Words: Bielle Bellingham
It is clear that the global fashion system needs to change from a linear to a circular one, but this is easier said than done. Systemic change won’t happen in isolation. To move away from the ‘take, make, and waste’ models of the past, requires collaborative change at a global level, with pioneering partnerships, and system-wide synergy. We have the opportunity to change what has been a reckless industry into something regenerative and emancipatory, and Africa needs, wants and is well placed to be a key player in this plan.
Currently, the African continent sits at the bottom of the global value chain, accounting for only 1.9% of international manufacturing. The agenda is to industrialise and capture more of the value; so for example, instead of exporting raw cotton, Africa needs to grow the cotton and produce the garments for both the global customer, and African consumers.
Yes, in the past the continent has been considered a dumping ground for the industry's throwaways (which we’ll discuss shortly), but over time, the strengthening of our economies has set Africa up to become a booming, efficient and sustainable manufacturer, and market, for fashion.
And while we’re getting at it, let’s not fall for the ‘Africa rising’ trope. This narrative implies that we’re only now waking up, which is ridiculous and belittles the very real and dire historical and colonial contexts that have delivered much of Africa into a modern state of under-development. The continent has always been wide awake, just disadvantaged. These preconceived notions are some of the biggest problems we face. But against the odds, we’ve always been hard at work, preparing for greatness. And now, finally, is the time.
THE OPPORTUNITY
Against the backdrop of rising prices in Asia, and as the world erects trade barriers – Africa is breaking them down, making it the next ideal manufacturing hub. That said, our future in fashion is not just as a source for raw materials, or manufacturing for international brands. It also needs to be about supporting existing and new local brands.
Africa can also offer the global ‘rag trade’ a fresh start. There’s an opportunity to get it right from the beginning, building a circular model of manufacturing that prioritises profit on the same level as people and the environment.

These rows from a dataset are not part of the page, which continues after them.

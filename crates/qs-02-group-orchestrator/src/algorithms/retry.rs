//! # Retry
//!
//! Bounded fixed-delay retry of ledger requests.
//!
//! Only `LedgerError::is_transient()` failures are retried. A duplicate
//! submission means an earlier attempt reached the ledger, so it is reported
//! as accepted and never sent again.

use crate::domain::{LedgerError, OrchestratorError, RetryPolicy, SignedGroup};
use crate::ports::LedgerClient;
use shared_types::GroupId;
use std::future::Future;
use tracing::{debug, warn};

/// Run `request` until it succeeds, fails permanently or exhausts `policy`.
pub async fn with_retry<T, F, Fut>(
    policy: &RetryPolicy,
    what: &'static str,
    mut request: F,
) -> Result<T, OrchestratorError>
where
    F: FnMut() -> Fut,
    Fut: Future<Output = Result<T, LedgerError>>,
{
    let max_attempts = policy.max_attempts.max(1);
    let mut attempt = 0u32;
    loop {
        attempt += 1;
        match request().await {
            Ok(value) => return Ok(value),
            Err(err) if err.is_transient() && attempt < max_attempts => {
                warn!(
                    attempt,
                    max_attempts,
                    "[qs-02] {} failed: {}, retrying in {:?}",
                    what,
                    err,
                    policy.delay
                );
                tokio::time::sleep(policy.delay).await;
            }
            Err(err) if err.is_transient() => {
                warn!("[qs-02] {} gave up after {} attempts", what, attempt);
                return Err(OrchestratorError::TransientExhausted {
                    attempts: attempt,
                    last: err.to_string(),
                });
            }
            Err(err) => return Err(err.into()),
        }
    }
}

/// Submit `group`, treating a duplicate answer as acceptance.
pub async fn submit_with_retry<L>(
    ledger: &L,
    group: &SignedGroup,
    policy: &RetryPolicy,
) -> Result<GroupId, OrchestratorError>
where
    L: LedgerClient + ?Sized,
{
    with_retry(policy, "submit", move || async move {
        match ledger.submit(group.clone()).await {
            Err(LedgerError::Duplicate(id)) => {
                debug!(group_id = %id, "[qs-02] Group already known to the ledger");
                Ok(id)
            }
            other => other,
        }
    })
    .await
}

The decision for global fashion brands to move their end-process manufacturing to the continent has become both a viable and ethical consideration. This is not without its challenges of course, but there are some very compelling reasons to do so.
One of the biggest reasons is the tax break it affords companies, owing to the renewal of the African Growth and Opportunity Act (AGOA), which gives certain countries in sub-Saharan Africa duty-free access to the US market. The sub-continent is also blessed with a massive and cost-effective labour pool, ready to be engaged. The United Nations projects that by 2035, the working-age population in sub-Saharan Africa is expected to be as large as China’s today — more than 900 million people.
North African countries like Morocco, Tunisia and Egypt already have developed manufacturing sectors and proven production capabilities. The island of Mauritius is known and highly regarded as a hub for clothing manufacture. East African countries, especially Ethiopia, Kenya and to a lesser extent Uganda and Tanzania have been identified as suitable manufacturing destinations. To maximise and accelerate these opportunities, the various stakeholders (buyers, governments, investors) need to collaborate to improve business conditions in the region.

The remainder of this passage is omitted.